Extracted records:
----

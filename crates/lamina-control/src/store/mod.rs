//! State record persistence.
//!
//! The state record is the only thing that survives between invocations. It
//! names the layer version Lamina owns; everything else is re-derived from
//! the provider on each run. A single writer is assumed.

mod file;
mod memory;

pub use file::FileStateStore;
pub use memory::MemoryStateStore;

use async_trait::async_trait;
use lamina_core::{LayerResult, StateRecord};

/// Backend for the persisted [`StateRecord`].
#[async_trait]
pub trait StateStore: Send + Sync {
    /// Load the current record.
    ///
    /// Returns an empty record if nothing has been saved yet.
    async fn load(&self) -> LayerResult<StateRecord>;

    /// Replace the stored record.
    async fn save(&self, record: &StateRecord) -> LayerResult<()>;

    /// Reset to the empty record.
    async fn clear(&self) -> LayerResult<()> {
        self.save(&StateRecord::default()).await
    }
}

----

Scan the entries for lines holding the string "memory", then copy every one of them.

mod memory;
pub use memory::MemoryStateStore;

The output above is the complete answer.